Convolutional Neural Networks

13 minutes, 3 links
From

editione1.0.2

Updated November 2, 2022

You’re reading an excerpt of Making Things Think: How AI and Deep Learning Power the Products We Use, by Giuliano Giacaglia. Purchase the book to support the author and the ad-free Holloway reading experience. You get instant digital access, plus future updates.

There are many types of deep neural networks, including convolutional neural networks (CNNs), recurrent neural networks (RNNs), and long short-term memory networks (LSTMs), and each has different properties. For example, recurrent neural networks are deep neural networks in which neurons in higher layers connect back to the neurons in lower layers. Here, we’ll focus on convolutional neural networks, which are computationally more efficient and faster than most other architectures.* They are extremely relevant as they are used for state-of-the-art text translation, image recognition, and many other tasks.

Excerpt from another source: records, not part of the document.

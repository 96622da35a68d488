//! Per-type lookup tables: palette defaults and property-editor schemas.
//!
//! The mutation engine never consults these; they exist so front ends can
//! build palettes and inspector forms from one table keyed by
//! [`ComponentType`].

use crate::model::{ComponentType, Node, PropValue, Props, props};

// ─── Palette defaults ────────────────────────────────────────────────────

/// Default props for a node freshly added from the palette.
pub fn palette_defaults(kind: ComponentType) -> Props {
    match kind {
        ComponentType::Container => props([
            ("padding", "20px"),
            ("display", "flex"),
            ("flexDirection", "column"),
            ("gap", "10px"),
        ]),
        ComponentType::Text => props([("content", "Type something..."), ("fontSize", "16px")]),
        ComponentType::Button => props([
            ("text", "Click me"),
            ("padding", "10px 20px"),
            ("backgroundColor", "#2563eb"),
            ("color", "#ffffff"),
            ("border", "none"),
            ("borderRadius", "8px"),
            ("width", "auto"),
            ("height", "auto"),
        ]),
        ComponentType::Image => props([
            ("src", "https://via.placeholder.com/150"),
            ("width", "150px"),
            ("height", "150px"),
            ("alt", "Placeholder"),
        ]),
        ComponentType::Input => props([
            ("label", "Field Label"),
            ("placeholder", "Enter value..."),
            ("kind", "text"),
            ("width", "auto"),
            ("height", "auto"),
        ]),
        ComponentType::Icon => {
            let mut p = props([("name", "Square"), ("color", "#111827")]);
            p.insert("size".into(), PropValue::Num(24.0));
            p
        }
    }
}

/// A palette node: fresh id, default props overlaid with `overrides`.
pub fn palette_node(kind: ComponentType, overrides: Props) -> Node {
    let mut props = palette_defaults(kind);
    for (key, value) in overrides {
        if value.is_null() {
            props.remove(&key);
        } else {
            props.insert(key, value);
        }
    }
    Node::new_of_type(kind).with_props(props)
}

// ─── Inspector schema ────────────────────────────────────────────────────

/// Which form widget edits a property.
#[derive(Debug, Clone, Copy, PartialEq, Eq)]
pub enum ControlKind {
    Text,
    Number,
    Color,
    Select,
    Toggle,
    /// Four-sided shorthand (padding / margin).
    Box,
    ButtonGroup,
}

#[derive(Debug, Clone, Copy, PartialEq, Eq)]
pub struct ControlOption {
    pub value: &'static str,
    pub label: &'static str,
}

#[derive(Debug, Clone, Copy, PartialEq, Eq)]
pub struct ControlDefinition {
    pub prop: &'static str,
    pub label: &'static str,
    pub control: ControlKind,
    pub options: &'static [ControlOption],
}

#[derive(Debug, Clone, Copy, PartialEq, Eq)]
pub struct GroupDefinition {
    pub title: &'static str,
    pub controls: &'static [ControlDefinition],
}

const fn control(prop: &'static str, label: &'static str, control: ControlKind) -> ControlDefinition {
    ControlDefinition {
        prop,
        label,
        control,
        options: &[],
    }
}

const fn select(
    prop: &'static str,
    label: &'static str,
    options: &'static [ControlOption],
) -> ControlDefinition {
    ControlDefinition {
        prop,
        label,
        control: ControlKind::Select,
        options,
    }
}

const fn opt(value: &'static str, label: &'static str) -> ControlOption {
    ControlOption { value, label }
}

const SIZING: GroupDefinition = GroupDefinition {
    title: "Sizing & Spacing",
    controls: &[
        control("width", "Width", ControlKind::Text),
        control("height", "Height", ControlKind::Text),
        control("padding", "Padding", ControlKind::Box),
        control("margin", "Margin", ControlKind::Box),
    ],
};

const TYPOGRAPHY: GroupDefinition = GroupDefinition {
    title: "Typography",
    controls: &[
        control("fontSize", "Font Size", ControlKind::Text),
        control("color", "Color", ControlKind::Color),
        ControlDefinition {
            prop: "textAlign",
            label: "Align",
            control: ControlKind::ButtonGroup,
            options: &[
                opt("left", "Left"),
                opt("center", "Center"),
                opt("right", "Right"),
                opt("justify", "Justify"),
            ],
        },
        select("fontWeight", "Weight", &[opt("normal", "Normal"), opt("bold", "Bold")]),
        control("italic", "Italic", ControlKind::Toggle),
        control("underline", "Underline", ControlKind::Toggle),
    ],
};

const CONTAINER_GROUPS: &[GroupDefinition] = &[
    GroupDefinition {
        title: "Layout",
        controls: &[
            select(
                "display",
                "Display",
                &[opt("flex", "Flex"), opt("grid", "Grid"), opt("block", "Block")],
            ),
            select("flexDirection", "Direction", &[opt("row", "Row"), opt("column", "Column")]),
            select(
                "justifyContent",
                "Justify",
                &[
                    opt("flex-start", "Start"),
                    opt("center", "Center"),
                    opt("flex-end", "End"),
                    opt("space-between", "Space Between"),
                ],
            ),
            select(
                "alignItems",
                "Align",
                &[
                    opt("flex-start", "Start"),
                    opt("center", "Center"),
                    opt("flex-end", "End"),
                    opt("stretch", "Stretch"),
                ],
            ),
            control("gap", "Gap", ControlKind::Text),
        ],
    },
    GroupDefinition {
        title: "Appearance",
        controls: &[
            control("backgroundColor", "Background", ControlKind::Color),
            control("borderRadius", "Radius", ControlKind::Text),
            control("border", "Border", ControlKind::Text),
            control("backgroundImage", "Background Image URL", ControlKind::Text),
        ],
    },
    SIZING,
];

const TEXT_GROUPS: &[GroupDefinition] = &[
    GroupDefinition {
        title: "Content",
        controls: &[control("content", "Text", ControlKind::Text)],
    },
    TYPOGRAPHY,
    SIZING,
];

const BUTTON_GROUPS: &[GroupDefinition] = &[
    GroupDefinition {
        title: "Content",
        controls: &[control("text", "Label", ControlKind::Text)],
    },
    GroupDefinition {
        title: "Appearance",
        controls: &[
            control("backgroundColor", "Background", ControlKind::Color),
            control("color", "Text Color", ControlKind::Color),
            control("border", "Border", ControlKind::Text),
            control("borderRadius", "Radius", ControlKind::Text),
        ],
    },
    SIZING,
];

const IMAGE_GROUPS: &[GroupDefinition] = &[
    GroupDefinition {
        title: "Source",
        controls: &[
            control("src", "Image URL", ControlKind::Text),
            control("alt", "Alt Text", ControlKind::Text),
            select(
                "objectFit",
                "Fit",
                &[
                    opt("fill", "Fill"),
                    opt("contain", "Contain"),
                    opt("cover", "Cover"),
                    opt("none", "None"),
                ],
            ),
        ],
    },
    SIZING,
];

const INPUT_GROUPS: &[GroupDefinition] = &[
    GroupDefinition {
        title: "Field",
        controls: &[
            control("label", "Label", ControlKind::Text),
            control("placeholder", "Placeholder", ControlKind::Text),
            select(
                "kind",
                "Kind",
                &[opt("text", "Text"), opt("checkbox", "Checkbox"), opt("radio", "Radio")],
            ),
        ],
    },
    SIZING,
];

const ICON_GROUPS: &[GroupDefinition] = &[GroupDefinition {
    title: "Icon",
    controls: &[
        control("name", "Icon", ControlKind::Text),
        control("size", "Size", ControlKind::Number),
        control("color", "Color", ControlKind::Color),
    ],
}];

/// Inspector groups for a component type.
pub fn editor_groups(kind: ComponentType) -> &'static [GroupDefinition] {
    match kind {
        ComponentType::Container => CONTAINER_GROUPS,
        ComponentType::Text => TEXT_GROUPS,
        ComponentType::Button => BUTTON_GROUPS,
        ComponentType::Image => IMAGE_GROUPS,
        ComponentType::Input => INPUT_GROUPS,
        ComponentType::Icon => ICON_GROUPS,
    }
}

/// Look up the control editing `prop` on `kind`, if any.
pub fn find_control(kind: ComponentType, prop: &str) -> Option<&'static ControlDefinition> {
    editor_groups(kind)
        .iter()
        .flat_map(|g| g.controls.iter())
        .find(|c| c.prop == prop)
}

Figure: A recurrent neural network, where one of the neurons feeds back into a previous layer.

The first time Yann LeCun revolutionized artificial intelligence was a false start.* By 1995, he had dedicated almost a decade to what was considered a bad idea according to many computer scientists: that mimicking some features of the brain would be the best way to make artificial intelligence algorithms better. But LeCun finally demonstrated that his approach could produce something strikingly smart and useful.

At Bell Labs, LeCun worked on software that simulated how the brain works, more specifically, how the visual cortex functions. Bell Labs, a research facility owned by the then gigantic AT&T, employed some of the eminent computer scientists of the era. One of the Unix operating systems, which became the basis for Linux, macOS, and Android, was developed there. Not only that, but the transistor, the base of all modern computer chips, as well as the laser and two of the most widely used programming languages to date, C and C++, were also developed there. It was a hub of innovation, so it was not a coincidence that one of the most important deep learning architectures was born in the same lab.

Figure: An image of the primary visual cortex.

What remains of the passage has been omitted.